--- START ---
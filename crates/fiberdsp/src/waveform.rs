//! Dual-polarization sample buffers
//!
//! A [`Waveform`] holds the X and Y polarization tributaries of a
//! coherent receiver as complex baseband samples, together with the
//! sampling metadata that every stage needs: the sample rate, the
//! symbol rate, and an optional time origin.
//!
//! Symbol sequences are also `Waveform`s. They simply have a sample
//! rate equal to their symbol rate, i.e., one sample per symbol.
//!
//! ```
//! use fiberdsp::{Sample, Waveform};
//!
//! let x = vec![Sample::new(1.0, 0.0); 8];
//! let y = vec![Sample::new(0.0, 1.0); 8];
//! let wf = Waveform::new(x, y, 64.0e9, 32.0e9).expect("equal lengths");
//! assert_eq!(wf.samples_per_symbol().unwrap(), 2);
//! ```

use nalgebra::DVector;
use num_complex::Complex;

use crate::error::{DspError, Result};

/// Complex baseband sample
pub type Sample = Complex<f64>;

/// Number of polarization tributaries
pub const POLARIZATIONS: usize = 2;

/// Complex dual-polarization waveform
///
/// Both polarizations always have the same length. The
/// waveform is value-like: stages consume it or borrow it
/// immutably and return a new one.
#[derive(Clone, Debug, PartialEq)]
pub struct Waveform {
    // X and Y polarization samples
    pols: [DVector<Sample>; POLARIZATIONS],

    // samples per second
    sample_rate: f64,

    // symbols per second
    symbol_rate: f64,

    // time of the first sample, in seconds, if known
    time_origin: Option<f64>,
}

impl Waveform {
    /// Create from polarization sample vectors
    ///
    /// Fails with [`DspError::ShapeMismatch`] if `x` and `y`
    /// have different lengths, and with
    /// [`DspError::InvalidParameter`] if either rate is not
    /// positive.
    pub fn new<X, Y>(x: X, y: Y, sample_rate: f64, symbol_rate: f64) -> Result<Self>
    where
        X: Into<Vec<Sample>>,
        Y: Into<Vec<Sample>>,
    {
        let x = x.into();
        let y = y.into();
        if x.len() != y.len() {
            return Err(DspError::shape("polarization Y length", x.len(), y.len()));
        }
        if !(sample_rate > 0.0) || !(symbol_rate > 0.0) {
            return Err(DspError::InvalidParameter(
                "sample rate and symbol rate must be positive",
            ));
        }

        Ok(Self {
            pols: [DVector::from_vec(x), DVector::from_vec(y)],
            sample_rate,
            symbol_rate,
            time_origin: None,
        })
    }

    /// Create a symbol sequence (one sample per symbol)
    pub fn symbols<X, Y>(x: X, y: Y, symbol_rate: f64) -> Result<Self>
    where
        X: Into<Vec<Sample>>,
        Y: Into<Vec<Sample>>,
    {
        Self::new(x, y, symbol_rate, symbol_rate)
    }

    /// Create from `[x, y]` sample pairs
    pub fn from_pairs<I>(pairs: I, sample_rate: f64, symbol_rate: f64) -> Result<Self>
    where
        I: IntoIterator<Item = [Sample; POLARIZATIONS]>,
    {
        let (x, y): (Vec<Sample>, Vec<Sample>) =
            pairs.into_iter().map(|[x, y]| (x, y)).unzip();
        Self::new(x, y, sample_rate, symbol_rate)
    }

    /// Replace the samples, keeping all metadata
    ///
    /// Used by stages which transform samples without changing
    /// the sampling grid.
    pub fn with_samples<X, Y>(&self, x: X, y: Y) -> Result<Self>
    where
        X: Into<Vec<Sample>>,
        Y: Into<Vec<Sample>>,
    {
        let mut out = Self::new(x, y, self.sample_rate, self.symbol_rate)?;
        out.time_origin = self.time_origin;
        Ok(out)
    }

    /// Set the time origin (seconds)
    pub fn with_time_origin(mut self, t0: f64) -> Self {
        self.time_origin = Some(t0);
        self
    }

    /// Number of samples per polarization
    pub fn len(&self) -> usize {
        self.pols[0].len()
    }

    /// True if the waveform contains no samples
    pub fn is_empty(&self) -> bool {
        self.len() == 0
    }

    /// Sampling rate (Hz)
    pub fn sample_rate(&self) -> f64 {
        self.sample_rate
    }

    /// Symbol rate (Hz)
    pub fn symbol_rate(&self) -> f64 {
        self.symbol_rate
    }

    /// Time of the first sample (s), if known
    pub fn time_origin(&self) -> Option<f64> {
        self.time_origin
    }

    /// Oversampling factor, possibly fractional
    pub fn oversampling(&self) -> f64 {
        self.sample_rate / self.symbol_rate
    }

    /// Integer samples per symbol
    ///
    /// Stages which decimate to the symbol rate require an
    /// integer oversampling factor. Fails with
    /// [`DspError::Oversampling`] otherwise.
    pub fn samples_per_symbol(&self) -> Result<usize> {
        let sps = self.oversampling();
        let rounded = sps.round();
        if rounded < 1.0 || (sps - rounded).abs() > 1.0e-6 * rounded {
            return Err(DspError::Oversampling {
                sample_rate: self.sample_rate,
                symbol_rate: self.symbol_rate,
            });
        }
        Ok(rounded as usize)
    }

    /// X polarization samples
    #[inline]
    pub fn x(&self) -> &[Sample] {
        self.pols[0].as_slice()
    }

    /// Y polarization samples
    #[inline]
    pub fn y(&self) -> &[Sample] {
        self.pols[1].as_slice()
    }

    /// Samples of polarization `pol` (0 is X, 1 is Y)
    ///
    /// Panics if `pol >= 2`.
    #[inline]
    pub fn pol(&self, pol: usize) -> &[Sample] {
        self.pols[pol].as_slice()
    }

    /// Polarization vectors
    pub fn inner(&self) -> &[DVector<Sample>; POLARIZATIONS] {
        &self.pols
    }

    /// Sample pair at index `ind`
    #[inline]
    pub fn pair(&self, ind: usize) -> [Sample; POLARIZATIONS] {
        [self.pols[0][ind], self.pols[1][ind]]
    }

    /// Iterate over `[x, y]` sample pairs
    pub fn pairs(&self) -> impl Iterator<Item = [Sample; POLARIZATIONS]> + '_ {
        self.pols[0]
            .iter()
            .zip(self.pols[1].iter())
            .map(|(x, y)| [*x, *y])
    }

    /// Consume and return the `(x, y)` sample vectors
    pub fn into_samples(self) -> (Vec<Sample>, Vec<Sample>) {
        let [x, y] = self.pols;
        (x.as_slice().to_vec(), y.as_slice().to_vec())
    }

    /// Apply `func` to every sample of both polarizations
    pub fn map<F>(&self, mut func: F) -> Self
    where
        F: FnMut(Sample) -> Sample,
    {
        let mut out = self.clone();
        for pol in out.pols.iter_mut() {
            for sa in pol.iter_mut() {
                *sa = func(*sa);
            }
        }
        out
    }

    /// Apply `func` to every `[x, y]` sample pair
    pub fn map_pairs<F>(&self, mut func: F) -> Self
    where
        F: FnMut([Sample; POLARIZATIONS]) -> [Sample; POLARIZATIONS],
    {
        let mut out = self.clone();
        let [px, py] = &mut out.pols;
        for (sx, sy) in px.iter_mut().zip(py.iter_mut()) {
            let [x, y] = func([*sx, *sy]);
            *sx = x;
            *sy = y;
        }
        out
    }

    /// Take a sub-range of samples
    ///
    /// The range is clamped to the waveform length. The time
    /// origin, if any, is advanced accordingly.
    pub fn slice(&self, start: usize, len: usize) -> Self {
        let start = usize::min(start, self.len());
        let end = usize::min(start.saturating_add(len), self.len());
        let mut out = self.clone();
        for (opol, ipol) in out.pols.iter_mut().zip(self.pols.iter()) {
            *opol = DVector::from_column_slice(&ipol.as_slice()[start..end]);
        }
        out.time_origin = self
            .time_origin
            .map(|t0| t0 + start as f64 / self.sample_rate);
        out
    }

    /// Mean power of each polarization, `E|s|²`
    ///
    /// An empty waveform has zero power.
    pub fn power(&self) -> [f64; POLARIZATIONS] {
        let mut out = [0.0f64; POLARIZATIONS];
        if self.is_empty() {
            return out;
        }
        for (o, pol) in out.iter_mut().zip(self.pols.iter()) {
            *o = pol.iter().map(|s| s.norm_sqr()).sum::<f64>() / pol.len() as f64;
        }
        out
    }

    /// Mean total power of both polarizations
    pub fn total_power(&self) -> f64 {
        self.power().iter().sum()
    }

    /// Scale every sample by a real `gain`
    pub fn scaled(&self, gain: f64) -> Self {
        self.map(|s| s * gain)
    }

    /// Normalize each polarization to unit mean power
    ///
    /// Polarizations with zero power are left alone.
    pub fn normalized(&self) -> Self {
        let power = self.power();
        let mut out = self.clone();
        for (pol, pwr) in out.pols.iter_mut().zip(power.iter()) {
            if *pwr > 0.0 {
                let gain = 1.0 / pwr.sqrt();
                for sa in pol.iter_mut() {
                    *sa *= gain;
                }
            }
        }
        out
    }
}

/// Convert optical power in dBm to watts
pub fn dbm_to_watts(dbm: f64) -> f64 {
    1.0e-3 * f64::powf(10.0, dbm / 10.0)
}

/// Convert optical power in watts to dBm
pub fn watts_to_dbm(watts: f64) -> f64 {
    10.0 * f64::log10(watts / 1.0e-3)
}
--- END ---
Take every line of the material that contains the word "Apply", and copy it.

Response area:
    /// Apply `func` to every sample of both polarizations
    /// Apply `func` to every `[x, y]` sample pair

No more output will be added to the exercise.